Sin tetas sí hay paraíso
Sin tetas sí hay paraíso is the second part of one of the most well-known Colombian novels in the world, translated to various languages and brought to the movie screen, the theatre, and to the television for producers in Colombia, Mexico, Spain, Italy, and the United States. The author was obliged to wait fourteen years to write the second part, so as not to transgress the natural ages of the protagonists. The third and last part of the trilogy will be published in 2016.
Millions of readers and spectators believed that the death of Catalina would put an end to the familiar tragedy. But it didn’t go that way. Her sister was born, fruit of the prohibited love between her mother and her boyfriend. The same calling as her sister’s will weigh on the shoulders of the little one, as will succeeding in life without the need to shame and alter her body in seeking to fit into the aesthetic of the drug traffickers.
So that the girl doesn’t jump out of their hands, in the difficult environment in which she will grow up, her parents will separate her from reality, painting a yellow line on the floor in the entrance of their house, which will prevent her from knowing the real world. They will manage to restrict her freedom with a dangerous premise: “If you cross this line, there will be tragedy, death, and destruction.”

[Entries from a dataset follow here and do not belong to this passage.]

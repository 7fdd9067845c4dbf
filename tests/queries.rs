#[path = "common/mod.rs"]
mod common;

use common::*;
use tetl::{CaptureQuery, Category};

#[test]
fn window_query_selects_full_projection_with_bound_range() {
    let sql = CaptureQuery::window(Category::Jams, window_jan_2023()).sql();
    assert_eq!(
        sql,
        "SELECT `id`, `start_time`, `timezone`, `raw_json` FROM `jams` \
         WHERE `start_time` >= ? AND `start_time` < ?"
    );
}

#[test]
fn id_scan_projects_only_the_id_column() {
    let sql = CaptureQuery::window_ids(Category::Alerts, window_jan_2023()).sql();
    assert_eq!(sql, "SELECT `id` FROM `alerts` WHERE `start_time` >= ? AND `start_time` < ?");
}

#[test]
fn id_selection_uses_one_placeholder_per_id() {
    let sql = CaptureQuery::by_ids(Category::Irregularities, vec![1, 2, 3]).sql();
    assert_eq!(
        sql,
        "SELECT `id`, `start_time`, `timezone`, `raw_json` FROM `irregularities` \
         WHERE `id` IN (?, ?, ?)"
    );
    assert_eq!(sql.matches('?').count(), 3);
}

#[test]
fn no_raw_values_appear_in_the_sql_text() {
    let sql = CaptureQuery::by_ids(Category::Alerts, vec![41, 42]).sql();
    assert!(!sql.contains("41"));
    assert!(!sql.contains("42"));

    let sql = CaptureQuery::window(Category::Alerts, window_jan_2023()).sql();
    assert!(!sql.contains("2023"));
}

#[test]
#[should_panic(expected = "id selection must not be empty")]
fn empty_id_selection_is_a_caller_bug() {
    let _ = CaptureQuery::by_ids(Category::Alerts, vec![]);
}
use tetl::{
    geometry_statements, Category, ALERT_TYPE_SEEDS, COORDINATE_TYPE_SEEDS, DDL_STATEMENTS,
    ROAD_SEEDS,
};

#[test]
fn ddl_covers_every_category_table_with_provenance_and_geometry() {
    let ddl = DDL_STATEMENTS.join("\n");
    for category in Category::ALL {
        assert!(
            ddl.contains(&format!("waze.{}", category.table())),
            "missing table for {category}"
        );
    }
    assert!(ddl.contains("location_geo GEOMETRY(POINT)"));
    assert!(ddl.contains("line_geo GEOMETRY(LINESTRING)"));
    assert!(ddl.contains("turn_line_geo GEOMETRY(LINESTRING)"));
    // the idempotence key is indexed on every category table
    assert_eq!(ddl.matches("datafile_id BIGINT NOT NULL").count(), 3);
    assert_eq!(ddl.matches("_datafile_id_idx").count(), 3);
}

#[test]
fn ddl_is_idempotent_statement_by_statement() {
    for stmt in DDL_STATEMENTS {
        assert!(
            stmt.starts_with("CREATE TABLE IF NOT EXISTS")
                || stmt.starts_with("CREATE INDEX IF NOT EXISTS"),
            "not idempotent: {stmt}"
        );
    }
}

#[test]
fn reference_seeds_match_the_fixed_enumerations() {
    assert_eq!(COORDINATE_TYPE_SEEDS.len(), 3);
    assert_eq!(ROAD_SEEDS.len(), 21);
    assert_eq!(ALERT_TYPE_SEEDS.len(), 39);

    // unique combos, as enforced by the destination constraints
    let mut roads: Vec<_> = ROAD_SEEDS.to_vec();
    roads.sort();
    roads.dedup();
    assert_eq!(roads.len(), ROAD_SEEDS.len());

    let mut types: Vec<_> = ALERT_TYPE_SEEDS.to_vec();
    types.sort();
    types.dedup();
    assert_eq!(types.len(), ALERT_TYPE_SEEDS.len());
}

#[test]
fn geometry_passes_are_guarded_for_idempotence() {
    for category in Category::ALL {
        for stmt in geometry_statements(category) {
            assert!(stmt.contains("IS NULL"), "unguarded geometry pass: {stmt}");
        }
    }
}

#[test]
fn alerts_pass_requires_both_coordinates() {
    let [stmt] = geometry_statements(Category::Alerts) else {
        panic!("alerts should have exactly one geometry statement");
    };
    assert!(stmt.contains("location_geo IS NULL"));
    assert!(stmt.contains("location IS NOT NULL"));
    assert!(stmt.contains("location->>'x' IS NOT NULL"));
    assert!(stmt.contains("location->>'y' IS NOT NULL"));
    assert!(stmt.contains("ST_MakePoint"));
}

#[test]
fn line_passes_skip_rows_without_coordinate_arrays() {
    let jams = geometry_statements(Category::Jams);
    assert_eq!(jams.len(), 2, "jams derive line and turn_line");
    for stmt in jams {
        assert!(stmt.contains("ST_MakeLine"));
        assert!(stmt.contains("WITH ORDINALITY"));
        assert!(stmt.contains("->0 IS NOT NULL"));
    }

    let [irregularities] = geometry_statements(Category::Irregularities) else {
        panic!("irregularities should have exactly one geometry statement");
    };
    assert!(irregularities.contains("line->0 IS NOT NULL"));
}
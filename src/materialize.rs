//! Intermediate file materialization: fetch each pending capture through
//! the chunked reader and dump its decoded payload as one JSON file in the
//! window directory.

use crate::category::Category;
use crate::config::ExportOptions;
use crate::date::ExportWindow;
use crate::error::Result;
use crate::paths;
use crate::progress::ProgressScope;
use crate::provenance::Provenance;
use crate::query::CaptureQuery;
use crate::source::{self, Capture};
use sqlx::mysql::MySqlConnection;
use std::fs::File;
use std::io::{BufWriter, Write};
use std::path::{Path, PathBuf};

/// Split the sorted pending ids into fetch batches of at most `chunk_size`.
/// The last batch may be smaller; none is empty.
pub fn id_batches(ids: &[i64], chunk_size: usize) -> impl Iterator<Item = &[i64]> {
    ids.chunks(chunk_size.max(1))
}

/// Write one capture's payload to its deterministically named file.
pub fn write_capture(dir: &Path, category: Category, capture: &Capture) -> Result<PathBuf> {
    let tag = Provenance {
        category,
        start_time: capture.start_time,
        timezone: capture.timezone.clone(),
        id: capture.id,
    };
    let path = dir.join(tag.file_name());
    let file = File::create(&path)?;
    let mut w = BufWriter::new(file);
    serde_json::to_writer(&mut w, &capture.payload)?;
    w.flush()?;
    Ok(path)
}

/// Materialize all pending captures of one category. Returns the number of
/// files written.
pub async fn materialize_category(
    conn: &mut MySqlConnection,
    category: Category,
    ids: &[i64],
    window: &ExportWindow,
    opts: &ExportOptions,
) -> Result<u64> {
    let dir = paths::ensure_window_dir(&opts.output_root, category, window)?;
    let pb = if opts.progress {
        ProgressScope::count(format!("Dumping {category} to json"), ids.len() as u64)
    } else {
        ProgressScope::hidden()
    };

    let mut written = 0u64;
    for batch in id_batches(ids, opts.chunk_size) {
        let query = CaptureQuery::by_ids(category, batch.to_vec());
        source::for_each_chunk(conn, &query, opts.chunk_size, opts.log_queries, |rows| {
            for row in &rows {
                let capture = Capture::from_row(row)?;
                write_capture(&dir, category, &capture)?;
                written += 1;
                pb.inc_items(1);
            }
            Ok(())
        })
        .await?;
    }

    pb.finish(format!("{category}: {written} files"));
    tracing::info!(%category, files = written, dir = %dir.display(), "materialized");
    Ok(written)
}
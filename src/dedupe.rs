//! Set-based deduplication: which window ids have no derived rows in the
//! destination store yet. Pure; the id scans live in `source` and `load`.

use crate::category::Category;
use ahash::AHashSet;
use std::collections::BTreeMap;

/// `window − existing`, sorted ascending so downstream filename generation
/// and batching are reproducible within a run.
pub fn pending_ids(window: &AHashSet<i64>, existing: &AHashSet<i64>) -> Vec<i64> {
    let mut pending: Vec<i64> = window.difference(existing).copied().collect();
    pending.sort_unstable();
    pending
}

/// Per-category pending sets. Categories missing from `window_ids` are
/// treated as empty. The `BTreeMap` keeps category iteration stable.
pub fn pending_by_category(
    window_ids: &BTreeMap<Category, AHashSet<i64>>,
    existing_ids: &BTreeMap<Category, AHashSet<i64>>,
) -> BTreeMap<Category, Vec<i64>> {
    let empty = AHashSet::new();
    window_ids
        .iter()
        .map(|(&category, window)| {
            let existing = existing_ids.get(&category).unwrap_or(&empty);
            (category, pending_ids(window, existing))
        })
        .collect()
}

/// True when every category's pending set is empty: the window is fully
/// exported and the run can terminate successfully without writing anything.
pub fn fully_exported(pending: &BTreeMap<Category, Vec<i64>>) -> bool {
    pending.values().all(|ids| ids.is_empty())
}
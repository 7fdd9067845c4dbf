//! Geospatial loader: provenance snapshot, chunked bulk inserts of
//! materialized files, and the idempotent geometry-derivation pass.

use crate::category::Category;
use crate::error::{ExportError, Result};
use crate::prepare::{
    prepare_alerts, prepare_irregularities, prepare_jams, AlertRow, IrregularityRow, JamRow,
};
use crate::progress::ProgressScope;
use crate::provenance::Provenance;
use ahash::AHashSet;
use serde_json::Value;
use sqlx::postgres::PgConnection;
use sqlx::{Connection, Executor, Postgres, QueryBuilder, Row};
use std::collections::BTreeMap;
use std::fs::File;
use std::io::BufReader;
use std::path::{Path, PathBuf};

/// PostgreSQL caps a statement at 65535 bind parameters; multi-row inserts
/// are sub-batched below it.
const MAX_BIND_PARAMS: usize = 65_535;

pub async fn connect_dest(url: &str) -> Result<PgConnection> {
    Ok(PgConnection::connect(url).await?)
}

/// Snapshot of provenance ids already present in the destination table.
/// Read once per run; concurrent runs are an out-of-scope caller concern.
pub async fn existing_ids(conn: &mut PgConnection, category: Category) -> Result<AHashSet<i64>> {
    let sql = format!("SELECT DISTINCT datafile_id FROM waze.{}", category.table());
    let rows = sqlx::query(&sql).fetch_all(&mut *conn).await?;
    let mut ids = AHashSet::with_capacity(rows.len());
    for row in &rows {
        ids.insert(row.try_get::<i64, _>("datafile_id")?);
    }
    Ok(ids)
}

fn read_intermediate(path: &Path) -> Result<(Provenance, Value)> {
    let name = path
        .file_name()
        .and_then(|n| n.to_str())
        .ok_or_else(|| ExportError::Decode(format!("unreadable file name: {}", path.display())))?;
    let meta = Provenance::parse(name)?;
    let file = File::open(path)?;
    let payload: Value = serde_json::from_reader(BufReader::new(file))?;
    Ok((meta, payload))
}

/// Ids were pre-deduplicated against this snapshot; seeing one again means
/// the deduplication step is broken, not that the store hiccuped.
fn check_unseen(existing: &AHashSet<i64>, meta: &Provenance) -> Result<()> {
    if existing.contains(&meta.id) {
        tracing::error!(
            category = %meta.category,
            id = meta.id,
            "duplicate provenance id at insert time: deduplication invariant violated"
        );
        return Err(ExportError::DuplicateProvenance { category: meta.category, id: meta.id });
    }
    Ok(())
}

/// Load one category's intermediate files in batches of `chunk_size`
/// files. Returns the number of destination rows inserted.
pub async fn load_category(
    conn: &mut PgConnection,
    category: Category,
    files: &[PathBuf],
    existing: &AHashSet<i64>,
    chunk_size: usize,
    progress: bool,
) -> Result<u64> {
    let pb = if progress {
        ProgressScope::count(format!("Loading {category} to postgis"), files.len() as u64)
    } else {
        ProgressScope::hidden()
    };

    let mut inserted = 0u64;
    for file_batch in files.chunks(chunk_size.max(1)) {
        match category {
            Category::Alerts => {
                let mut rows: Vec<AlertRow> = Vec::new();
                for path in file_batch {
                    let (meta, payload) = read_intermediate(path)?;
                    check_unseen(existing, &meta)?;
                    rows.extend(prepare_alerts(&payload, &meta)?);
                }
                inserted += insert_alerts(conn, &rows).await?;
            }
            Category::Jams => {
                let mut rows: Vec<JamRow> = Vec::new();
                for path in file_batch {
                    let (meta, payload) = read_intermediate(path)?;
                    check_unseen(existing, &meta)?;
                    rows.extend(prepare_jams(&payload, &meta)?);
                }
                inserted += insert_jams(conn, &rows).await?;
            }
            Category::Irregularities => {
                let mut rows: Vec<IrregularityRow> = Vec::new();
                for path in file_batch {
                    let (meta, payload) = read_intermediate(path)?;
                    check_unseen(existing, &meta)?;
                    rows.extend(prepare_irregularities(&payload, &meta)?);
                }
                inserted += insert_irregularities(conn, &rows).await?;
            }
        }
        pb.inc_items(file_batch.len() as u64);
    }

    pb.finish(format!("{category}: {inserted} rows"));
    tracing::info!(%category, rows = inserted, "loaded");
    Ok(inserted)
}

async fn insert_alerts(conn: &mut PgConnection, rows: &[AlertRow]) -> Result<u64> {
    const COLUMNS: usize = 19;
    let mut inserted = 0u64;
    for slice in rows.chunks((MAX_BIND_PARAMS / COLUMNS).max(1)) {
        let mut qb = QueryBuilder::<Postgres>::new(
            "INSERT INTO waze.alerts (uuid, pub_millis, pub_utc_date, road_type, location, \
             street, city, country, magvar, reliability, report_description, report_rating, \
             confidence, \"type\", subtype, report_by_municipality_user, thumbs_up, jam_uuid, \
             datafile_id) ",
        );
        qb.push_values(slice, |mut b, r| {
            b.push_bind(r.uuid.clone())
                .push_bind(r.pub_millis)
                .push_bind(r.pub_utc_date)
                .push_bind(r.road_type)
                .push_bind(r.location.clone())
                .push_bind(r.street.clone())
                .push_bind(r.city.clone())
                .push_bind(r.country.clone())
                .push_bind(r.magvar)
                .push_bind(r.reliability)
                .push_bind(r.report_description.clone())
                .push_bind(r.report_rating)
                .push_bind(r.confidence)
                .push_bind(r.kind.clone())
                .push_bind(r.subtype.clone())
                .push_bind(r.report_by_municipality_user)
                .push_bind(r.thumbs_up)
                .push_bind(r.jam_uuid.clone())
                .push_bind(r.datafile_id);
        });
        inserted += qb.build().execute(&mut *conn).await?.rows_affected();
    }
    Ok(inserted)
}

async fn insert_jams(conn: &mut PgConnection, rows: &[JamRow]) -> Result<u64> {
    const COLUMNS: usize = 20;
    let mut inserted = 0u64;
    for slice in rows.chunks((MAX_BIND_PARAMS / COLUMNS).max(1)) {
        let mut qb = QueryBuilder::<Postgres>::new(
            "INSERT INTO waze.jams (uuid, pub_millis, pub_utc_date, start_node, end_node, \
             road_type, street, city, country, delay, speed, speed_kmh, length, turn_type, \
             level, blocking_alert_id, line, \"type\", turn_line, datafile_id) ",
        );
        qb.push_values(slice, |mut b, r| {
            b.push_bind(r.uuid.clone())
                .push_bind(r.pub_millis)
                .push_bind(r.pub_utc_date)
                .push_bind(r.start_node.clone())
                .push_bind(r.end_node.clone())
                .push_bind(r.road_type)
                .push_bind(r.street.clone())
                .push_bind(r.city.clone())
                .push_bind(r.country.clone())
                .push_bind(r.delay)
                .push_bind(r.speed)
                .push_bind(r.speed_kmh)
                .push_bind(r.length)
                .push_bind(r.turn_type.clone())
                .push_bind(r.level)
                .push_bind(r.blocking_alert_id.clone())
                .push_bind(r.line.clone())
                .push_bind(r.kind.clone())
                .push_bind(r.turn_line.clone())
                .push_bind(r.datafile_id);
        });
        inserted += qb.build().execute(&mut *conn).await?.rows_affected();
    }
    Ok(inserted)
}

async fn insert_irregularities(conn: &mut PgConnection, rows: &[IrregularityRow]) -> Result<u64> {
    const COLUMNS: usize = 30;
    let mut inserted = 0u64;
    for slice in rows.chunks((MAX_BIND_PARAMS / COLUMNS).max(1)) {
        let mut qb = QueryBuilder::<Postgres>::new(
            "INSERT INTO waze.irregularities (uuid, detection_date_millis, detection_date, \
             detection_utc_date, update_date_millis, update_date, update_utc_date, street, \
             city, country, is_highway, speed, regular_speed, delay_seconds, seconds, length, \
             trend, \"type\", severity, jam_level, drivers_count, alerts_count, n_thumbs_up, \
             n_comments, n_images, line, cause_type, start_node, end_node, datafile_id) ",
        );
        qb.push_values(slice, |mut b, r| {
            b.push_bind(r.uuid.clone())
                .push_bind(r.detection_date_millis)
                .push_bind(r.detection_date.clone())
                .push_bind(r.detection_utc_date)
                .push_bind(r.update_date_millis)
                .push_bind(r.update_date.clone())
                .push_bind(r.update_utc_date)
                .push_bind(r.street.clone())
                .push_bind(r.city.clone())
                .push_bind(r.country.clone())
                .push_bind(r.is_highway)
                .push_bind(r.speed)
                .push_bind(r.regular_speed)
                .push_bind(r.delay_seconds)
                .push_bind(r.seconds)
                .push_bind(r.length)
                .push_bind(r.trend)
                .push_bind(r.kind.clone())
                .push_bind(r.severity)
                .push_bind(r.jam_level)
                .push_bind(r.drivers_count)
                .push_bind(r.alerts_count)
                .push_bind(r.n_thumbs_up)
                .push_bind(r.n_comments)
                .push_bind(r.n_images)
                .push_bind(r.line.clone())
                .push_bind(r.cause_type.clone())
                .push_bind(r.start_node.clone())
                .push_bind(r.end_node.clone())
                .push_bind(r.datafile_id);
        });
        inserted += qb.build().execute(&mut *conn).await?.rows_affected();
    }
    Ok(inserted)
}

const ALERTS_LOCATION_GEO: &str = "\
UPDATE waze.alerts
SET location_geo = ST_MakePoint((location->>'x')::float8, (location->>'y')::float8)
WHERE location_geo IS NULL
  AND location IS NOT NULL
  AND location->>'x' IS NOT NULL
  AND location->>'y' IS NOT NULL";

const JAMS_LINE_GEO: &str = "\
UPDATE waze.jams
SET line_geo = (
    SELECT ST_MakeLine(ST_MakePoint((pt->>'x')::float8, (pt->>'y')::float8) ORDER BY ord)
    FROM jsonb_array_elements(line) WITH ORDINALITY AS t(pt, ord))
WHERE line_geo IS NULL AND line->0 IS NOT NULL";

const JAMS_TURN_LINE_GEO: &str = "\
UPDATE waze.jams
SET turn_line_geo = (
    SELECT ST_MakeLine(ST_MakePoint((pt->>'x')::float8, (pt->>'y')::float8) ORDER BY ord)
    FROM jsonb_array_elements(turn_line) WITH ORDINALITY AS t(pt, ord))
WHERE turn_line_geo IS NULL AND turn_line->0 IS NOT NULL";

const IRREGULARITIES_LINE_GEO: &str = "\
UPDATE waze.irregularities
SET line_geo = (
    SELECT ST_MakeLine(ST_MakePoint((pt->>'x')::float8, (pt->>'y')::float8) ORDER BY ord)
    FROM jsonb_array_elements(line) WITH ORDINALITY AS t(pt, ord))
WHERE line_geo IS NULL AND line->0 IS NOT NULL";

/// Geometry-derivation statements for one category. Every statement is
/// restricted to rows with null geometry and present coordinate data, so a
/// second pass matches zero rows.
pub fn geometry_statements(category: Category) -> &'static [&'static str] {
    match category {
        Category::Alerts => &[ALERTS_LOCATION_GEO],
        Category::Jams => &[JAMS_LINE_GEO, JAMS_TURN_LINE_GEO],
        Category::Irregularities => &[IRREGULARITIES_LINE_GEO],
    }
}

/// Run the geometry pass for each category; returns rows updated per
/// category.
pub async fn update_geometry(
    conn: &mut PgConnection,
    categories: &[Category],
) -> Result<BTreeMap<Category, u64>> {
    let mut updated = BTreeMap::new();
    for &category in categories {
        let mut rows = 0u64;
        for stmt in geometry_statements(category) {
            rows += (&mut *conn).execute(*stmt).await?.rows_affected();
        }
        tracing::info!(%category, rows, "geometry derived");
        updated.insert(category, rows);
    }
    Ok(updated)
}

It’s such that the obsession of Miss Hilda to not let her be contaminated by the outside world arrives to the extreme of ordering groceries by telephone, not imagining the love that would arrive at her door disguised as a messenger. Catalina falls in love with Hernán Darío, the boy that earns his living as delivery boy. But not just her. Daniela, the daughter of Yésica, The Devil, who now is a powerful and millionaire criminal that inherited money from Marcial, the drug dealer extradited to the United States, is also in love with the delivery boy, and between them a rivalry will be born that will go from innocence to catastrophe.